━━━━━ Record extracts ━━━━━

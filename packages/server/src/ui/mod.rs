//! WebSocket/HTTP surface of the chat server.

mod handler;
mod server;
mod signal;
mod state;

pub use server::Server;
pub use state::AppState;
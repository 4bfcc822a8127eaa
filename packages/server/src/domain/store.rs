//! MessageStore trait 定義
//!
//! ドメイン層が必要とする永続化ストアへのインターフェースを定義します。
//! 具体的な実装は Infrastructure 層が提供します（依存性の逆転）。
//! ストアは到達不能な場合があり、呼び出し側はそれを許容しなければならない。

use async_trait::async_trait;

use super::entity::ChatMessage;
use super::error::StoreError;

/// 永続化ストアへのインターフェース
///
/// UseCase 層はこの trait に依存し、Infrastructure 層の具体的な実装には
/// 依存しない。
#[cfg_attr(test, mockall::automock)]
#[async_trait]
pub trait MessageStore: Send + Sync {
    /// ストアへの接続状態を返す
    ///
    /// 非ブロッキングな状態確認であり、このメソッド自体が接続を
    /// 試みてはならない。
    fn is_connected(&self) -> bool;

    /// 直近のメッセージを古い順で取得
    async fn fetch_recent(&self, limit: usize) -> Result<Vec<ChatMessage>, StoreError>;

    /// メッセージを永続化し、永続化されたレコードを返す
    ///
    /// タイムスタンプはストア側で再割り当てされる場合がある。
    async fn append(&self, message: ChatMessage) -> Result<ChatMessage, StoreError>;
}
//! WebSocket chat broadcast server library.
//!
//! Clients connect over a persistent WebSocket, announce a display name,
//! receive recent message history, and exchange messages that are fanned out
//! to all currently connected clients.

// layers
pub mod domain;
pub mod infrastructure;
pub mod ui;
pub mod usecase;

━━━━━
━━━━━ Record extracts ━━━━━

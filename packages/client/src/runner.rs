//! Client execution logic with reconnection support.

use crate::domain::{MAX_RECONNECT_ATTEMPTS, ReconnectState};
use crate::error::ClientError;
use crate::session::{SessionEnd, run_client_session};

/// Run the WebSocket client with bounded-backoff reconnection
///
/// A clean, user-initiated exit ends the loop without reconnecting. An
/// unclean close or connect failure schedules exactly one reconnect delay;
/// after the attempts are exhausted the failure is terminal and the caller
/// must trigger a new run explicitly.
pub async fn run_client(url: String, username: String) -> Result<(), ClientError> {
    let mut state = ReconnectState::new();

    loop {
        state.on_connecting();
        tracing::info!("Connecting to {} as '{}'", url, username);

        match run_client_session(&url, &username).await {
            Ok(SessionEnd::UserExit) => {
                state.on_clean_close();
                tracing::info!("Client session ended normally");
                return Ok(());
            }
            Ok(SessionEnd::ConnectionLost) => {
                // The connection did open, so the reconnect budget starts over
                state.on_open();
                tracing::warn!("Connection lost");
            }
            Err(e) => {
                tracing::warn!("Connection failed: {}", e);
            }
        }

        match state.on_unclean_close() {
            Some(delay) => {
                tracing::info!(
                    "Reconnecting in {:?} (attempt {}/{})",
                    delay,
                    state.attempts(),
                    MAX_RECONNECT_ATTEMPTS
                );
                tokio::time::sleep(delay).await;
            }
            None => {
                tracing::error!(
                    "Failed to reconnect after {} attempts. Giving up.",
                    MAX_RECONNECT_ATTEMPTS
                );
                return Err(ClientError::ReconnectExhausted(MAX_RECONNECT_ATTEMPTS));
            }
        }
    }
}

━━━━━
━━━━━ Record extracts ━━━━━

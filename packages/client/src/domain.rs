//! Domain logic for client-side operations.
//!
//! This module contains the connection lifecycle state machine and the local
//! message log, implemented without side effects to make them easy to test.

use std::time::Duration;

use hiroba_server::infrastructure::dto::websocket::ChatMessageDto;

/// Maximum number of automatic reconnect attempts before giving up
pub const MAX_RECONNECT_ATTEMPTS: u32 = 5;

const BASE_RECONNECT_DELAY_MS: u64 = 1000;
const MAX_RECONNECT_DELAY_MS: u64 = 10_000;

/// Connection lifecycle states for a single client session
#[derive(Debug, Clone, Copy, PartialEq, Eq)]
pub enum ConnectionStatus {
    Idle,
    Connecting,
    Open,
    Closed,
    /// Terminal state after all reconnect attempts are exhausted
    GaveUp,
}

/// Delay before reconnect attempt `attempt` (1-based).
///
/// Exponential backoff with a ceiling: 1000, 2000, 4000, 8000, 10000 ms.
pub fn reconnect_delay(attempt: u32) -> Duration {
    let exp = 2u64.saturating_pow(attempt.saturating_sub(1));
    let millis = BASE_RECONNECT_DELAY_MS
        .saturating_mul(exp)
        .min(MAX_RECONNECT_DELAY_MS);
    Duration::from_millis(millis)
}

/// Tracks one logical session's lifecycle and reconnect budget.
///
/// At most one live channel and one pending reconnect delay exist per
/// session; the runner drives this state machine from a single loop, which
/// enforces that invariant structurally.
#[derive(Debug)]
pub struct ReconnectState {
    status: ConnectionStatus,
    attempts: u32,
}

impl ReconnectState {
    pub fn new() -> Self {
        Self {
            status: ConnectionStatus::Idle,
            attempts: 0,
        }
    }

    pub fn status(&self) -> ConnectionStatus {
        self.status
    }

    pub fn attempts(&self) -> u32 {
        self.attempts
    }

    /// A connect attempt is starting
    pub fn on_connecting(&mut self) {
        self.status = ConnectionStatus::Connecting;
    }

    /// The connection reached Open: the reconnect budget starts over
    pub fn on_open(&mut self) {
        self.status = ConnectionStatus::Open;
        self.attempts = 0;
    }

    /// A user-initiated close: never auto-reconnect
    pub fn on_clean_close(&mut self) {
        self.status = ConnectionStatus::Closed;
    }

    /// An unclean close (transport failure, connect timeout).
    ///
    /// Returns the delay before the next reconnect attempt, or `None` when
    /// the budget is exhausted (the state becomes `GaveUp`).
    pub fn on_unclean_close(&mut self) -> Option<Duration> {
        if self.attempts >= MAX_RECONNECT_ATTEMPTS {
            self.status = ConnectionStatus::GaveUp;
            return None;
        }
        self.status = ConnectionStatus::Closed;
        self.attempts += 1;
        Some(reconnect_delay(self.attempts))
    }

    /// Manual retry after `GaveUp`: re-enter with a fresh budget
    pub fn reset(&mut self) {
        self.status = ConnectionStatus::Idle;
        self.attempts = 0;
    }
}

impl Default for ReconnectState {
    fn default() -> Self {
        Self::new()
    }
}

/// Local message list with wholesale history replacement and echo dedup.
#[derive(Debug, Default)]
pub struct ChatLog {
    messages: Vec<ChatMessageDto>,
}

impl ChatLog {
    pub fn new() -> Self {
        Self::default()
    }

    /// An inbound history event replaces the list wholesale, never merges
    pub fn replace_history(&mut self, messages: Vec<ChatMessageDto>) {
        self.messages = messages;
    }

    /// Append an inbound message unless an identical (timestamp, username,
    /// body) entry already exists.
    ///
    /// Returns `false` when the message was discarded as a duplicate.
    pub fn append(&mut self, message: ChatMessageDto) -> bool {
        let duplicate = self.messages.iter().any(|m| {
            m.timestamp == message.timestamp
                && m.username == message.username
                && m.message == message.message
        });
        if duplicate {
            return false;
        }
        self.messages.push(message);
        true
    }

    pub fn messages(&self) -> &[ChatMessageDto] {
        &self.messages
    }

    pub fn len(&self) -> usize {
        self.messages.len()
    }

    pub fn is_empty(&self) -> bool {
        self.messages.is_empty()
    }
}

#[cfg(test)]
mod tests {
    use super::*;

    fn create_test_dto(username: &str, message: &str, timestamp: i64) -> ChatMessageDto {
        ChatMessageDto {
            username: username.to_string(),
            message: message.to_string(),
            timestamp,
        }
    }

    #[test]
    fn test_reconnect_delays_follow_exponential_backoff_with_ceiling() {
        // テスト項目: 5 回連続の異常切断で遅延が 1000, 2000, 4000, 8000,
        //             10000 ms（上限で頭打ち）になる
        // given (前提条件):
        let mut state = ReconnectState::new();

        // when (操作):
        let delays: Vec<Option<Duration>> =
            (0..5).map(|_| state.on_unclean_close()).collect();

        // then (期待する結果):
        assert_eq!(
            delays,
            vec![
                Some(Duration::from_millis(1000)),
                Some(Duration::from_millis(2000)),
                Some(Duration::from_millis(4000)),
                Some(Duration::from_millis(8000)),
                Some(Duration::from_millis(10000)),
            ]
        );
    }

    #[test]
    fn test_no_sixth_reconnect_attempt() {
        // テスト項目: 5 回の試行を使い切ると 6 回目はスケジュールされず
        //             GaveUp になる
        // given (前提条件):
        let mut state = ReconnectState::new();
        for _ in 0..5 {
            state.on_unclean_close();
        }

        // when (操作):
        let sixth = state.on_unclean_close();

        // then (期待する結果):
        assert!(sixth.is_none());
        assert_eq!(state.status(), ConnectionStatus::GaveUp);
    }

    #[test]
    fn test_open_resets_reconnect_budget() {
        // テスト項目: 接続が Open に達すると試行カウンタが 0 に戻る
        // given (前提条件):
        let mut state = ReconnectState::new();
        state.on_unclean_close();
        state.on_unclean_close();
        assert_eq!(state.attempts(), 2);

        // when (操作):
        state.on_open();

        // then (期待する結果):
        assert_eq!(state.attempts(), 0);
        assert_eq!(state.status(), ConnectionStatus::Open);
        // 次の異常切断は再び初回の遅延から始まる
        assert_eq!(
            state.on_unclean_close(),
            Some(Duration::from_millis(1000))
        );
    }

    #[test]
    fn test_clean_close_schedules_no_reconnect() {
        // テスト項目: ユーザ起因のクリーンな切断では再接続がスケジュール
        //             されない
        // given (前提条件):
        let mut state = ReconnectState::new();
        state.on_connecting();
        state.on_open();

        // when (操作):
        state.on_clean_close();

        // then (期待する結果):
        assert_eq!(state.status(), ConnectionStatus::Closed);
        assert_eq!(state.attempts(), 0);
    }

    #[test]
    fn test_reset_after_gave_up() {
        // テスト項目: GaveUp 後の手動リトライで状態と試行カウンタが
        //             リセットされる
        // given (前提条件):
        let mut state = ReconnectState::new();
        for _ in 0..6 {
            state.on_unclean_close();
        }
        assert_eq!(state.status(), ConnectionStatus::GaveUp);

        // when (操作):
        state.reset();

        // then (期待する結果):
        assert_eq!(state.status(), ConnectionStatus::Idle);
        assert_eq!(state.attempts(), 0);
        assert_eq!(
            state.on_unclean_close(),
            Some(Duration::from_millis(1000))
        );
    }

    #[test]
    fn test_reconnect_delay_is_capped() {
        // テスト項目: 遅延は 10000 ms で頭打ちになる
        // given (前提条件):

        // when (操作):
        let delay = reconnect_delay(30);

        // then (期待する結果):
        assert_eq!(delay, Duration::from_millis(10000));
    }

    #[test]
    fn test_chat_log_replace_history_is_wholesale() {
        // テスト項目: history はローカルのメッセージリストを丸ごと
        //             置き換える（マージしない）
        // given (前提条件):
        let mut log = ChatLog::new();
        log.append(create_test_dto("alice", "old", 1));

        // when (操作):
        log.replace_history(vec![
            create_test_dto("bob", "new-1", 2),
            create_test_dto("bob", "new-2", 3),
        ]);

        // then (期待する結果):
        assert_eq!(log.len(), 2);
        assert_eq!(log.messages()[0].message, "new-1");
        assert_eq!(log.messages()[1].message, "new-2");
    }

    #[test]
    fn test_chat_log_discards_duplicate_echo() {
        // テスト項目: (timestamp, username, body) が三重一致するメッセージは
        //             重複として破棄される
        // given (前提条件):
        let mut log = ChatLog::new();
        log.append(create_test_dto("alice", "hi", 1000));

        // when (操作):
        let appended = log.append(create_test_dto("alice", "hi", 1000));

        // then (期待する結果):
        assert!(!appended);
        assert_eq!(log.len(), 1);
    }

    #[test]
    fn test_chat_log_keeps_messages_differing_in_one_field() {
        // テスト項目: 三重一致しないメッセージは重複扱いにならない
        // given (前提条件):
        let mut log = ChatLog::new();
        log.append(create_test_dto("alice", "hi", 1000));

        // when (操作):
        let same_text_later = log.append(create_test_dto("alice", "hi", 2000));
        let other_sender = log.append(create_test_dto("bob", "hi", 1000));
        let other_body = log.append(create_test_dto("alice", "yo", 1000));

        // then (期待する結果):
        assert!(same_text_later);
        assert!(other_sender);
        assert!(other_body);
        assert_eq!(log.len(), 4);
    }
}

━━━━━

#### To do
Everything from the line with "filename packages/server/src/ui/mod.rs" through the line with "use super::entity::ChatMessage;" in the listing above must be retyped exactly, with nothing added.

#### Result for this exercise
filename packages/server/src/ui/mod.rs
//! WebSocket/HTTP surface of the chat server.

mod handler;
mod server;
mod signal;
mod state;

pub use server::Server;
pub use state::AppState;
repository 4bfcc822a8127eaa
filename packages/server/src/domain/store.rs
//! MessageStore trait 定義
//!
//! ドメイン層が必要とする永続化ストアへのインターフェースを定義します。
//! 具体的な実装は Infrastructure 層が提供します（依存性の逆転）。
//! ストアは到達不能な場合があり、呼び出し側はそれを許容しなければならない。

use async_trait::async_trait;

use super::entity::ChatMessage;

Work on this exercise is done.